Si vous voulez de la lumière, conception et mise en scène de Florent Siaud
Si vous voulez de la lumière, conception et mise en scène de Florent Siaud
Le titre fait référence aux derniers mots de Johann Wofgang Goethe avant de mourir: «Mehr Licht ! » (Plus de lumière !). La pièce créée au Printemps à Montréal s’inspire des deux Faust du grand poète allemand. Un pari risqué pour Florian Siaud et son équipe…
Cela commence dans un service de cancérologie où Faust, un éminent professeur se désespère de son impuissance quand il veut lutter contre contre la mort. Il rencontre Méphisto, un étrange personnage qui s’immisce dans sa vie. Enhardi par ses conseils, le docteur tombe amoureux d’une patiente, Margot, atteinte d’une leucémie au stade terminal.

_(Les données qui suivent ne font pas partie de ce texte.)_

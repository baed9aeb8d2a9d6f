//! Focus (Domination) game logic for two players on a 6x6 board.
//!
//! # Board
//!
//! ```text
//! Every cell holds a stack of pieces, bottom (index 0) to top (last index).
//! The top piece is visible and decides who controls the stack.
//!
//! Starting layout (row-major, each cell a single piece):
//!   Row 0: X X O O X X
//!   Row 1: O O X X O O
//!   Row 2: X X O O X X
//!   Row 3: O O X X O O
//!   Row 4: X X O O X X
//!   Row 5: O O X X O O
//! ```
//!
//! # Turns
//!
//! ```text
//! Stack move:   lift the top N pieces of a stack you control and drop them
//!               exactly N cells away in a straight row or column.
//! Reserve move: play one reserve piece on top of any cell.
//!
//! A stack taller than MAX_HEIGHT sheds pieces from the bottom. The mover
//! keeps shed pieces of their own colour in reserve and captures the rest.
//! ```
//!
//! # Notation
//!
//! ```text
//! R(r,c)           reserve placement at (r,c)
//! (r,c)->(r,c)     move the top piece one cell
//! (r,c)->(r,c)xN   move the top N pieces N cells
//! ```

#[cfg(feature = "wasm")]
pub mod wasm;

use std::fmt;
use std::str::FromStr;

use serde::{Deserialize, Serialize};
use thiserror::Error;
use tracing::{debug, info, trace};

/// Width and height of the board.
pub const BOARD_SIZE: usize = 6;

/// Tallest stack allowed to remain on a cell after a turn.
pub const MAX_HEIGHT: usize = 5;

/// Captured pieces a player needs before a move can win the game.
pub const WIN_CAPTURES: u32 = 18;
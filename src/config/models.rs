// src/config/models.rs
use serde::{Deserialize, Deserializer, Serialize};
use std::iter;

/// The service catalog: every app whose endpoints are checked on a run.
#[derive(Debug, Clone, PartialEq, Serialize, Deserialize)]
pub struct Catalog {
    pub apps: Vec<AppDescriptor>,
}

#[derive(Debug, Clone, PartialEq, Serialize, Deserialize)]
pub struct AppDescriptor {
    pub name: String,
    pub website: EndpointRef,
    #[serde(default)]
    pub services: Vec<EndpointRef>,
    #[serde(default)]
    pub indexers: Vec<EndpointRef>,
    #[serde(default)]
    pub relays: Vec<EndpointRef>,
}

impl AppDescriptor {
    /// Website first, then services, indexers and relays in declared order.
    pub fn endpoints(&self) -> impl Iterator<Item = &EndpointRef> {
        iter::once(&self.website)
            .chain(self.services.iter())
            .chain(self.indexers.iter())
            .chain(self.relays.iter())
    }
}

#[derive(Debug, Clone, PartialEq, Serialize, Deserialize)]
pub struct EndpointRef {
    pub name: String,
    // An empty url marks an endpoint that is declared but not checked.
    #[serde(default, deserialize_with = "null_as_empty")]
    pub url: String,
    #[serde(rename = "type")]
    pub kind: String,
}

impl EndpointRef {
    pub fn new(name: impl Into<String>, url: impl Into<String>, kind: impl Into<String>) -> Self {
        Self {
            name: name.into(),
            url: url.into(),
            kind: kind.into(),
        }
    }

    pub fn is_checkable(&self) -> bool {
        !self.url.is_empty()
    }
}

fn null_as_empty<'de, D>(deserializer: D) -> Result<String, D::Error>
where
    D: Deserializer<'de>,
{
    Ok(Option::<String>::deserialize(deserializer)?.unwrap_or_default())
}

Il essaye contre la volonté de la malade et au mépris de toute déontologie, un traitement expérimental qui ne la sauvera pas…
On le retrouve avec son rusé compagnon en Californie: la forêt brûle mais, encouragé par Méphisto, il revit son idylle avec Margot grâce à l’intelligence artificielle dans une émouvante conversation avec une image animée. On pense au film Her de Spike Jonze (2013).
Après cette expérience frustrante, le voilà au service de l’humanité, sur une île en déshérence (Haïti ?). Il lutte contre un tyran puis la montée de eaux. Mais autant se battre contre des moulins à vent… Méphisto l’a annoncé au seuil du troisième acte: il va falloir se débarrasser de ce personnage encombrant, devenu à la longue l’ombre de lui-même à force de vains combats. Un épilogue consacre sa disparition : Faust est englouti pas sa propre hubris.
Deux siècles après, le metteur en scène remet au goût du jour l’épopée dantesque imaginée par Goethe et nourrie des expériences de toute une vie. Théoricien de l’art, botaniste et ministre du duc de Weimar, ce grand esprit de l’Auklärung allemand a écrit cette histoire sur soixante ans, de 1773 avec Urfaust à 1832 avec Faust II, peu avant sa mort. Il disait que la première partie était l’œuvre «d’un être troublé par la passion, qui peut obscurcir l’esprit de l’homme». La seconde partie révèle un monde moins soumis à la passion et devient une parabole de l’humanité souffrante, tiraillée entre pensée et action.
Ce Faust nouvelle manière balade ces personnages mythiques en trois actes écrits par des auteurs de Madagascar, France, Belgique, Luxembourg, Liban, Bénin, Québec et Haïti : Marine Bachelot-Nguyen, Alexandra Bourse, Céline Delbecq, Ian de Toffoli, Giovanni Houansou, Émilie Monnet, Hala Moughanie, Pauline Peyrade, Guillaume Poix, Jean-Luc Raharimanana, Guy Régis Jr et Rébecca Déraspe-Pont. Bien connus pour la plupart (voir Le Théâtre du Blog)
Pas besoin de se référer à l’œuvre originale pour aborder le spectacle aux thèmes contemporains comme l’acharnement thérapeutique, le rêve post-humaniste, la crise climatique mondiale… Faust et Méphisto évoluent au milieu des folies de l’époque dans une fresque composite.
A l’humour grinçant et au ton quotidien de la première partie, très dynamique, succède un trop long épisode en Californie où la forêt n’en finit pas de brûler et où l’idylle virtuelle entre Faust et Margot tourne à vide.
La troisième partie est plus condensée mais pas très claire avec l’intervention de figurants et un épisode lyrique plutôt malvenu. Heureusement, des images projetées sur des tulles vaporeux nous accompagnent dans cette grande traversée et animent un dispositif impeccable conçu par Nicolas Descoteaux (éclairages), Romain Fabre (scénographie) et Eric Maniengui (vidéo). Du bel ouvrage…
La pièce réunit des comédiens québécois comme Dominique Quesnel qui introduit la pièce avec truculence. Dans le rôle du docteur, Francis Ducharme au jeu distancié dans le premier acte, manque ensuite de folie. Et le Français Yacine Sif El Islam campe un Méphisto aussi séducteur que pervers. Sans cabotiner, il donne de l’élan à la pièce et arrive à établir une connivence avec le public.
Nous sommes sortis mitigés de ce spectacle qui dure deux heures vingt… Mais il faut saluer cette entreprise qui a mobilisé pendant six ans une belle brochette d’écrivains. Leurs voix mêlées et leurs regards croisés sur notre époque de turbulence donnent matière à jouer aux acteurs.
Mireille Davidovici
Jusqu’au 17 octobre, Théâtre de la Cité internationale, 21 A boulevard Jourdan, Paris (XlV ème). T. : 01 43 13 50 60.